**ACTIVITY**
Even where a line looks wrong, copy it exactly and include every entry.

[Stored items]

■ ■ ■ ■ ■ ■ ■

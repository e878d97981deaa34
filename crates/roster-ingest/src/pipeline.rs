//! End-to-end ingest run: index, fetch with retries, merge, summarize

use anyhow::{Context, Result};
use roster_common::Locator;
use serde::Serialize;
use std::sync::Arc;
use tokio_util::sync::CancellationToken;
use tracing::{info, warn};

use crate::aggregate::{merge, summarize, Summary};
use crate::config::IngestConfig;
use crate::fetch::{Fetcher, SchemeFetcher};
use crate::index::load_index;
use crate::outcome::{millis, Outcome};
use crate::retry::{FetchReport, RetryCycler, Termination};

/// Everything a run produced, ready to log or serialize
#[derive(Debug, Clone, Serialize)]
pub struct RunReport {
    pub sources: Vec<Outcome>,
    pub unattempted: Vec<Locator>,
    pub summary: Summary,
    pub cycles: u32,
    pub pool_size: usize,
    pub elapsed_ms: u64,
    pub termination: Termination,
}

impl RunReport {
    fn new(report: FetchReport, pool_size: usize) -> Self {
        let users = merge(&report.succeeded);
        let summary = summarize(&users);

        Self {
            sources: report.outcomes().cloned().collect(),
            unattempted: report.unattempted,
            summary,
            cycles: report.cycles,
            pool_size,
            elapsed_ms: millis(report.elapsed),
            termination: report.termination,
        }
    }

    pub fn succeeded(&self) -> impl Iterator<Item = &Outcome> {
        self.sources.iter().filter(|o| o.is_success())
    }

    /// Emit per-source lines followed by the summary
    pub fn log(&self) {
        info!(
            sources = self.succeeded().count(),
            elapsed_ms = self.elapsed_ms,
            pool_size = self.pool_size,
            cycles = self.cycles,
            "{} files read in {}ms (poolsize {})",
            self.succeeded().count(),
            self.elapsed_ms,
            self.pool_size
        );

        for outcome in &self.sources {
            if outcome.is_success() {
                info!("{}", outcome);
            } else {
                warn!("{}", outcome);
            }
        }

        self.summary.log();
    }
}

/// Run a full ingest using the configured index and the scheme-dispatching fetcher
pub async fn run(config: &IngestConfig, cancel: CancellationToken) -> Result<RunReport> {
    let locators = load_index(&config.index_file, &config.data_root)
        .await
        .context("Failed to load source index")?;

    let fetcher = SchemeFetcher::with_timeout(config.http_timeout)
        .context("Failed to build HTTP client")?;

    Ok(run_sources(&locators, Arc::new(fetcher), config, cancel).await)
}

/// Fetch, merge and summarize an explicit source list with any fetcher
pub async fn run_sources(
    locators: &[Locator],
    fetcher: Arc<dyn Fetcher>,
    config: &IngestConfig,
    cancel: CancellationToken,
) -> RunReport {
    let report = RetryCycler::new(fetcher, config.pool_size)
        .with_policy(config.retry_policy())
        .with_cancellation(cancel)
        .run(locators)
        .await;

    RunReport::new(report, config.pool_size)
}
//! HTTP sources
//!
//! Status handling: 200 parses the body, any 5xx is a retryable server error, and
//! every other status is fatal.

use async_trait::async_trait;
use reqwest::StatusCode;
use roster_common::Locator;
use std::time::Duration;
use tracing::debug;

use super::Fetcher;
use crate::error::FetchError;
use crate::parser::{parse_records, RecordBatch};

/// Fetches `http`/`https` locators with a shared `reqwest` client
#[derive(Debug, Clone)]
pub struct HttpFetcher {
    client: reqwest::Client,
}

impl HttpFetcher {
    pub fn new(client: reqwest::Client) -> Self {
        Self { client }
    }

    pub fn with_timeout(timeout: Duration) -> Result<Self, FetchError> {
        let client = reqwest::Client::builder().timeout(timeout).build()?;
        Ok(Self::new(client))
    }
}

#[async_trait]
impl Fetcher for HttpFetcher {
    async fn fetch(&self, locator: &Locator) -> Result<RecordBatch, FetchError> {
        let response = self.client.get(locator.url().clone()).send().await?;
        let status = response.status();

        debug!(source = %locator, status = status.as_u16(), "Received response");

        if status == StatusCode::OK {
            let body = response.bytes().await?;
            return parse_records(&body);
        }

        if status.is_server_error() {
            return Err(FetchError::ServerStatus(status.as_u16()));
        }

        Err(FetchError::HttpStatus(status.as_u16()))
    }
}
//! Roster Ingest Library
#![deny(clippy::unwrap_used, clippy::expect_used)]
//!
//! Loads user rosters from many CSV sources concurrently, retries sources that fail
//! with transient errors, and summarizes the ages of every user loaded.
//!
//! # Pipeline
//!
//! - [`index`]: newline-delimited index into an ordered list of locators
//! - [`fetch`]: file and HTTP transports behind the [`fetch::Fetcher`] trait
//! - [`pool`]: bounded worker pool draining one shared queue
//! - [`retry`]: re-runs the pool over retryable failures until none remain
//! - [`aggregate`]: merge successful sources and compute mean and median age
//!
//! # Example
//!
//! ```no_run
//! use roster_ingest::config::IngestConfig;
//! use roster_ingest::pipeline;
//! use tokio_util::sync::CancellationToken;
//!
//! #[tokio::main]
//! async fn main() -> anyhow::Result<()> {
//!     let config = IngestConfig::load()?;
//!     let report = pipeline::run(&config, CancellationToken::new()).await?;
//!     report.log();
//!     Ok(())
//! }
//! ```

pub mod aggregate;
pub mod collector;
pub mod config;
pub mod error;
pub mod fetch;
pub mod index;
pub mod outcome;
pub mod parser;
pub mod pipeline;
pub mod pool;
pub mod retry;

pub use error::FetchError;
pub use outcome::Outcome;
pub use parser::{RecordBatch, User};
pub use retry::{fetch, FetchReport, RetryCycler, RetryPolicy, Termination};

■ ■ ■ ■ ■ ■ ■

**WORKED SOLUTION**
repository e878d97981deaa34
filename crates/roster-ingest/src/pipeline.rs
//! End-to-end ingest run: index, fetch with retries, merge, summarize

use anyhow::{Context, Result};
use roster_common::Locator;
use serde::Serialize;
use std::sync::Arc;
use tokio_util::sync::CancellationToken;
use tracing::{info, warn};

use crate::aggregate::{merge, summarize, Summary};
use crate::config::IngestConfig;
use crate::fetch::{Fetcher, SchemeFetcher};
use crate::index::load_index;
use crate::outcome::{millis, Outcome};
use crate::retry::{FetchReport, RetryCycler, Termination};

/// Everything a run produced, ready to log or serialize
#[derive(Debug, Clone, Serialize)]
pub struct RunReport {
    pub sources: Vec<Outcome>,
    pub unattempted: Vec<Locator>,
    pub summary: Summary,
    pub cycles: u32,
    pub pool_size: usize,
    pub elapsed_ms: u64,
    pub termination: Termination,
}

impl RunReport {
    fn new(report: FetchReport, pool_size: usize) -> Self {
        let users = merge(&report.succeeded);
        let summary = summarize(&users);

        Self {
            sources: report.outcomes().cloned().collect(),
            unattempted: report.unattempted,
            summary,
            cycles: report.cycles,
            pool_size,
            elapsed_ms: millis(report.elapsed),
            termination: report.termination,
        }
    }

    pub fn succeeded(&self) -> impl Iterator<Item = &Outcome> {
        self.sources.iter().filter(|o| o.is_success())
    }

    /// Emit per-source lines followed by the summary
    pub fn log(&self) {
        info!(
            sources = self.succeeded().count(),
            elapsed_ms = self.elapsed_ms,
            pool_size = self.pool_size,
            cycles = self.cycles,
            "{} files read in {}ms (poolsize {})",
            self.succeeded().count(),
            self.elapsed_ms,
            self.pool_size
        );

        for outcome in &self.sources {
            if outcome.is_success() {
                info!("{}", outcome);
            } else {
                warn!("{}", outcome);
            }
        }

        self.summary.log();
    }
}

/// Run a full ingest using the configured index and the scheme-dispatching fetcher
pub async fn run(config: &IngestConfig, cancel: CancellationToken) -> Result<RunReport> {
    let locators = load_index(&config.index_file, &config.data_root)
        .await
        .context("Failed to load source index")?;

    let fetcher = SchemeFetcher::with_timeout(config.http_timeout)
        .context("Failed to build HTTP client")?;

    Ok(run_sources(&locators, Arc::new(fetcher), config, cancel).await)
}

/// Fetch, merge and summarize an explicit source list with any fetcher
pub async fn run_sources(
    locators: &[Locator],
    fetcher: Arc<dyn Fetcher>,
    config: &IngestConfig,
    cancel: CancellationToken,
) -> RunReport {
    let report = RetryCycler::new(fetcher, config.pool_size)
        .with_policy(config.retry_policy())
        .with_cancellation(cancel)
        .run(locators)
        .await;

    RunReport::new(report, config.pool_size)
}
//! HTTP sources
//!
//! Status handling: 200 parses the body, any 5xx is a retryable server error, and
//! every other status is fatal.

use async_trait::async_trait;
use reqwest::StatusCode;
use roster_common::Locator;
use std::time::Duration;
use tracing::debug;

use super::Fetcher;
use crate::error::FetchError;
use crate::parser::{parse_records, RecordBatch};

/// Fetches `http`/`https` locators with a shared `reqwest` client
#[derive(Debug, Clone)]
pub struct HttpFetcher {
    client: reqwest::Client,
}

impl HttpFetcher {
    pub fn new(client: reqwest::Client) -> Self {
        Self { client }
    }

    pub fn with_timeout(timeout: Duration) -> Result<Self, FetchError> {
        let client = reqwest::Client::builder().timeout(timeout).build()?;
        Ok(Self::new(client))
    }
}

#[async_trait]
impl Fetcher for HttpFetcher {
    async fn fetch(&self, locator: &Locator) -> Result<RecordBatch, FetchError> {
        let response = self.client.get(locator.url().clone()).send().await?;
        let status = response.status();

        debug!(source = %locator, status = status.as_u16(), "Received response");

        if status == StatusCode::OK {
            let body = response.bytes().await?;
            return parse_records(&body);
        }

        if status.is_server_error() {
            return Err(FetchError::ServerStatus(status.as_u16()));
        }

        Err(FetchError::HttpStatus(status.as_u16()))
    }
}
//! Roster Ingest Library
#![deny(clippy::unwrap_used, clippy::expect_used)]
//!
//! Loads user rosters from many CSV sources concurrently, retries sources that fail
//! with transient errors, and summarizes the ages of every user loaded.
//!
//! # Pipeline
//!
//! - [`index`]: newline-delimited index into an ordered list of locators
//! - [`fetch`]: file and HTTP transports behind the [`fetch::Fetcher`] trait
//! - [`pool`]: bounded worker pool draining one shared queue
//! - [`retry`]: re-runs the pool over retryable failures until none remain
//! - [`aggregate`]: merge successful sources and compute mean and median age
//!
//! # Example
//!
//! ```no_run
//! use roster_ingest::config::IngestConfig;
//! use roster_ingest::pipeline;
//! use tokio_util::sync::CancellationToken;
//!
//! #[tokio::main]
//! async fn main() -> anyhow::Result<()> {
//!     let config = IngestConfig::load()?;
//!     let report = pipeline::run(&config, CancellationToken::new()).await?;
//!     report.log();
//!     Ok(())
//! }
//! ```

pub mod aggregate;
pub mod collector;
pub mod config;
pub mod error;
pub mod fetch;
pub mod index;
pub mod outcome;
pub mod parser;
pub mod pipeline;
pub mod pool;
pub mod retry;

pub use error::FetchError;
pub use outcome::Outcome;
pub use parser::{RecordBatch, User};
pub use retry::{fetch, FetchReport, RetryCycler, RetryPolicy, Termination};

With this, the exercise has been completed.